**Activity**
Locate the line that contains "pub fn get(&self) -> bool" in the entries below, then repeat it and every following line through the line that contains "pub fn load(&self)", exactly, and no others.

[Stored data entries]
* * * *

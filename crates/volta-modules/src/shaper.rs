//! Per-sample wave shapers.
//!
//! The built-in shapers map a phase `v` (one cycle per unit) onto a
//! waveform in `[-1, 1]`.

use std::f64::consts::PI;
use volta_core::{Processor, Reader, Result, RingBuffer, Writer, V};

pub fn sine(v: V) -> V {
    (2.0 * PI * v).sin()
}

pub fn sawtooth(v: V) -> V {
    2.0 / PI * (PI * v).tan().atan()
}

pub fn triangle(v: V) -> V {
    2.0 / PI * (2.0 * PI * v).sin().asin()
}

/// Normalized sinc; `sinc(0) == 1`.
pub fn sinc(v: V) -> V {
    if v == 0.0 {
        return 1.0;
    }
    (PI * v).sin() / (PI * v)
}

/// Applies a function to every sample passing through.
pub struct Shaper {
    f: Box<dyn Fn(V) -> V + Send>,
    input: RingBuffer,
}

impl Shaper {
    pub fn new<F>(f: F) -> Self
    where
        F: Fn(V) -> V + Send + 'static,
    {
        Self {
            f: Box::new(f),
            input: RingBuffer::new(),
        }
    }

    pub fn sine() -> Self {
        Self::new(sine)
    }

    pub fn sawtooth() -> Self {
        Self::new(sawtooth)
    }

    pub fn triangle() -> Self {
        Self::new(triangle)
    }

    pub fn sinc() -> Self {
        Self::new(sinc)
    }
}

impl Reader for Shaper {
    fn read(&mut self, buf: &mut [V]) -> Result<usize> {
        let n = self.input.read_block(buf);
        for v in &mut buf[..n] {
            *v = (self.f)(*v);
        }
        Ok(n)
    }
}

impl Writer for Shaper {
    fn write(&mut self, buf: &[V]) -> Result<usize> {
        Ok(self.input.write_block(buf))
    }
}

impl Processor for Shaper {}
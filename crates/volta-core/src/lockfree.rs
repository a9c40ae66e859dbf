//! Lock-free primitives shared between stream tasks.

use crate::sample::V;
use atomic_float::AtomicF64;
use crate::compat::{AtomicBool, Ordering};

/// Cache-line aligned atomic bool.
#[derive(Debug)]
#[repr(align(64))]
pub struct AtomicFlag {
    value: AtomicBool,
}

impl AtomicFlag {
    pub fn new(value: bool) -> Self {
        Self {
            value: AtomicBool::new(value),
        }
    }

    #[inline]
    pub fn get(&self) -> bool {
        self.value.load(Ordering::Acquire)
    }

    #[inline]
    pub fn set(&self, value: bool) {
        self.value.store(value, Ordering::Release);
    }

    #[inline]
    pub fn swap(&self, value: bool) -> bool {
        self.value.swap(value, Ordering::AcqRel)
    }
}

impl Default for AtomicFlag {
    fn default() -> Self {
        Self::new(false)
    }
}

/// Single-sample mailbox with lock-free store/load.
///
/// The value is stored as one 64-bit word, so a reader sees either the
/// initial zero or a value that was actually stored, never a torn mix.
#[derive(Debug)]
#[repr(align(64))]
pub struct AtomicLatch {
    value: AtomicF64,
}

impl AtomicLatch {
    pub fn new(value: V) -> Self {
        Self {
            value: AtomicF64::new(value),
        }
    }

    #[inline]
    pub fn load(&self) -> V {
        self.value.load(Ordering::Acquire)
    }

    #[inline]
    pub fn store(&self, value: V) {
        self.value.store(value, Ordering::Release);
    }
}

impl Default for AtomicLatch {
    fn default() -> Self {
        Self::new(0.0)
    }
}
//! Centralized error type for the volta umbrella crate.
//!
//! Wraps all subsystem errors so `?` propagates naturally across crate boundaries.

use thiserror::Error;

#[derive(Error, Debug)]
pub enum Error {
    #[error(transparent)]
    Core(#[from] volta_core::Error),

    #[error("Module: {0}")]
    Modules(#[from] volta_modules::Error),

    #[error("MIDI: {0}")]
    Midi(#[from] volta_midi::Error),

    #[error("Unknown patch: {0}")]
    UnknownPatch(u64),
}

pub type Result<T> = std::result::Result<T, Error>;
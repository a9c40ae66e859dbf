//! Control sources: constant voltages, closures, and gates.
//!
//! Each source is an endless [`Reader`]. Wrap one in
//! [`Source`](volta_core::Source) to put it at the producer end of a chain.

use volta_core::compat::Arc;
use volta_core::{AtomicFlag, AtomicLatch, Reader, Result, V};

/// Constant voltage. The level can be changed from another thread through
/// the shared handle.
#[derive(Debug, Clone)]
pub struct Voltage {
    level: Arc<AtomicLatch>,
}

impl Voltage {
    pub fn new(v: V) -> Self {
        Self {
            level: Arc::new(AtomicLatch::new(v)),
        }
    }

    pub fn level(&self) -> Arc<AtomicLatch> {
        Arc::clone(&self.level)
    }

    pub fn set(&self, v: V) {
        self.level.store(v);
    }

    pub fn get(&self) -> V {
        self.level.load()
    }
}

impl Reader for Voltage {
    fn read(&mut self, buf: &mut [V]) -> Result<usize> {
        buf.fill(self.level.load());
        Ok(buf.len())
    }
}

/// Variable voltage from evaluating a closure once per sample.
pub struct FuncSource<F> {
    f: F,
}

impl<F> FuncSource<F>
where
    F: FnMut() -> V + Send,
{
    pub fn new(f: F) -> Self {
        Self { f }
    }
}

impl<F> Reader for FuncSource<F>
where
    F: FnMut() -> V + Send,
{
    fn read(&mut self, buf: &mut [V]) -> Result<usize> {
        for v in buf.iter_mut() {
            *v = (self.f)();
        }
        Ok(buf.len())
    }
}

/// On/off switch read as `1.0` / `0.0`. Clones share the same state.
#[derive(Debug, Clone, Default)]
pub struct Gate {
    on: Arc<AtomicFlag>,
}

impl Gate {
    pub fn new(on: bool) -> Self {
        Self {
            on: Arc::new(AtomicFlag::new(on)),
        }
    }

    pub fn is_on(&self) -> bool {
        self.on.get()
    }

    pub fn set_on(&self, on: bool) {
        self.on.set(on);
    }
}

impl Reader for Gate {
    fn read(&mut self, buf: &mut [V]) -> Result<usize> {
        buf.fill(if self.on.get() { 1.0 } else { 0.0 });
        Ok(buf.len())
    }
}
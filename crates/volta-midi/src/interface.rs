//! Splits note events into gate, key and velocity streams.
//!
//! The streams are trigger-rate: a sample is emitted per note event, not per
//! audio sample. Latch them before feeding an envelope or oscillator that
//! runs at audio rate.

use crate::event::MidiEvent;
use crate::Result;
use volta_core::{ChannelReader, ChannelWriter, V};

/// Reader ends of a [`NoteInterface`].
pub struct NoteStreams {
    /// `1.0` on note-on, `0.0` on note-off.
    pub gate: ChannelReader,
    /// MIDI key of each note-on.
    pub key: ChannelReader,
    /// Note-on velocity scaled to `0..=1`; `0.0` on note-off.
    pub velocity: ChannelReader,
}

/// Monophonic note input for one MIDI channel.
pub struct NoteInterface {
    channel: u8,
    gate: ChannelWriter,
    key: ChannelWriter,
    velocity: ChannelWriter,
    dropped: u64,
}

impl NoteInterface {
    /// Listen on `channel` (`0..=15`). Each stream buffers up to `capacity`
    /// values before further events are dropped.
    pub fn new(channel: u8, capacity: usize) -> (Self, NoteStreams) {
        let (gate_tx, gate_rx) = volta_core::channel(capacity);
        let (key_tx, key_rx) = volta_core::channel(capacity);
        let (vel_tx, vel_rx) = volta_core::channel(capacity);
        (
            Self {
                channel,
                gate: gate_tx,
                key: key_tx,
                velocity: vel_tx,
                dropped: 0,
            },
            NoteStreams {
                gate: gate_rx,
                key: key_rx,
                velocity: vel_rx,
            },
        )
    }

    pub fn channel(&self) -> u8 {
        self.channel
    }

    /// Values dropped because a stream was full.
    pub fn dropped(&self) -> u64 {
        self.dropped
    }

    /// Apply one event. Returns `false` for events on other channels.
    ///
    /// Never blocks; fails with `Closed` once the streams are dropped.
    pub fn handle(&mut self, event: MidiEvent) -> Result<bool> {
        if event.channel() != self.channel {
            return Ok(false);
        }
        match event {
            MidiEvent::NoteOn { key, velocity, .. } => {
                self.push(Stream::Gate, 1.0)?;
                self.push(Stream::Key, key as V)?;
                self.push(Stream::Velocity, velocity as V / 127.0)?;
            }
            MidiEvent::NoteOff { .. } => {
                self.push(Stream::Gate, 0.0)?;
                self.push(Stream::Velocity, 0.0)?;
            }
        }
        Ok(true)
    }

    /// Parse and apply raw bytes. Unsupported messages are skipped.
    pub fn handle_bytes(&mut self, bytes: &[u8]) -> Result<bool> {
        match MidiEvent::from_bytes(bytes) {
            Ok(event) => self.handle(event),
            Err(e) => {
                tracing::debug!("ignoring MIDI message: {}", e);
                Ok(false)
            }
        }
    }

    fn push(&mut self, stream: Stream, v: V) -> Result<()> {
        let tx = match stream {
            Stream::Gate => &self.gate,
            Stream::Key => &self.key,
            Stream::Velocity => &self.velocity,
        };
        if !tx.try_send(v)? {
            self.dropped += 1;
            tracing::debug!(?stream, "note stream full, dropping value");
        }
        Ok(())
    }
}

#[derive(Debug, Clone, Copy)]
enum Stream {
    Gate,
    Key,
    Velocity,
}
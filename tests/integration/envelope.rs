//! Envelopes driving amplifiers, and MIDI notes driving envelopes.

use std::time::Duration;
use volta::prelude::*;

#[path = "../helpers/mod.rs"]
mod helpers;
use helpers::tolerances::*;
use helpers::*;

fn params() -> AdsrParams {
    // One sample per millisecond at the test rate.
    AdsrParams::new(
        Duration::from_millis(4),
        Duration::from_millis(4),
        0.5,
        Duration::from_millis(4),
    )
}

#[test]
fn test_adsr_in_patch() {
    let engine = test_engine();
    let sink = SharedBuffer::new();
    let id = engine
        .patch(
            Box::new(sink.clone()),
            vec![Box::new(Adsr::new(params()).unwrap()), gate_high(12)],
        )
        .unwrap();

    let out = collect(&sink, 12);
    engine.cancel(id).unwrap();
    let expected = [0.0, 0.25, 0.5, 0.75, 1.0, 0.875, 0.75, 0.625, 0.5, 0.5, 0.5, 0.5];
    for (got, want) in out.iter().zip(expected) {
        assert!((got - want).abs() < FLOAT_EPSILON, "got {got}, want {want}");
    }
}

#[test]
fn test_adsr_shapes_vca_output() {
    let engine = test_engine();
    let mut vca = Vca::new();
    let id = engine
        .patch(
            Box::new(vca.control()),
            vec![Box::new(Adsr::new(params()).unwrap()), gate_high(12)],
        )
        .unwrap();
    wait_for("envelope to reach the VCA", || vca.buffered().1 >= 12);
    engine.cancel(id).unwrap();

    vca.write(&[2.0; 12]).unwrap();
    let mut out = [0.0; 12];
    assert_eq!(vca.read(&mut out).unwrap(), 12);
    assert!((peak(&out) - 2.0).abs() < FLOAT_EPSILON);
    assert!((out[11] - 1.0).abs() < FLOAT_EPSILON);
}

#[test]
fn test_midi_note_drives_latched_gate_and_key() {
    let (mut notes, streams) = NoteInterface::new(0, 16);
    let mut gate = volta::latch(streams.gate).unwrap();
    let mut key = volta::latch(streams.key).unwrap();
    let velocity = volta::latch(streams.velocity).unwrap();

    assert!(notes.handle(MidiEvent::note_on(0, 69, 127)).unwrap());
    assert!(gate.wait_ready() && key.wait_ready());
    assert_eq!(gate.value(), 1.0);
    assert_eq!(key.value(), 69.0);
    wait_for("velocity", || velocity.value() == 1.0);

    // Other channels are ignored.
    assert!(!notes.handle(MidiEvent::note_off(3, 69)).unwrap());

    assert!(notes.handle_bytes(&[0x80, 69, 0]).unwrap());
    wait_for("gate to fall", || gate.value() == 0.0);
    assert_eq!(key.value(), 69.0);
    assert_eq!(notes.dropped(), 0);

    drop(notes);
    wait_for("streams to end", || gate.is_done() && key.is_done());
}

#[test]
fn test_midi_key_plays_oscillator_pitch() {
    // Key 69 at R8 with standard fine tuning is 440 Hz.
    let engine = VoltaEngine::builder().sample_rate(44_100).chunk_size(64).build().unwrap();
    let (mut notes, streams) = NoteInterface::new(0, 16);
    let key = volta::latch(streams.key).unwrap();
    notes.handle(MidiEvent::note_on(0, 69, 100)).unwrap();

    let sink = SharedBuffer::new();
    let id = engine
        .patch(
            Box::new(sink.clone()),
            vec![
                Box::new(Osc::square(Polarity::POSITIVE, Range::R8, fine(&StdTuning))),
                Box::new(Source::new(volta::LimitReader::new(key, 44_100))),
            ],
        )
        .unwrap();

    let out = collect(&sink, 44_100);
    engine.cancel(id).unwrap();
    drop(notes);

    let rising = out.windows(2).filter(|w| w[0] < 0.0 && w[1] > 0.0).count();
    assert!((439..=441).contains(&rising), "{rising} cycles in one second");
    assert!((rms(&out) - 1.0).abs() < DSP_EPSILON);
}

* * * *

**Task result**
    pub fn get(&self) -> bool {
        self.value.load(Ordering::Acquire)
    }

    #[inline]
    pub fn set(&self, value: bool) {
        self.value.store(value, Ordering::Release);
    }

    #[inline]
    pub fn swap(&self, value: bool) -> bool {
        self.value.swap(value, Ordering::AcqRel)
    }
}

impl Default for AtomicFlag {
    fn default() -> Self {
        Self::new(false)
    }
}

/// Single-sample mailbox with lock-free store/load.
///
/// The value is stored as one 64-bit word, so a reader sees either the
/// initial zero or a value that was actually stored, never a torn mix.
#[derive(Debug)]
#[repr(align(64))]
pub struct AtomicLatch {
    value: AtomicF64,
}

impl AtomicLatch {
    pub fn new(value: V) -> Self {
        Self {
            value: AtomicF64::new(value),
        }
    }

    #[inline]
    pub fn load(&self) -> V {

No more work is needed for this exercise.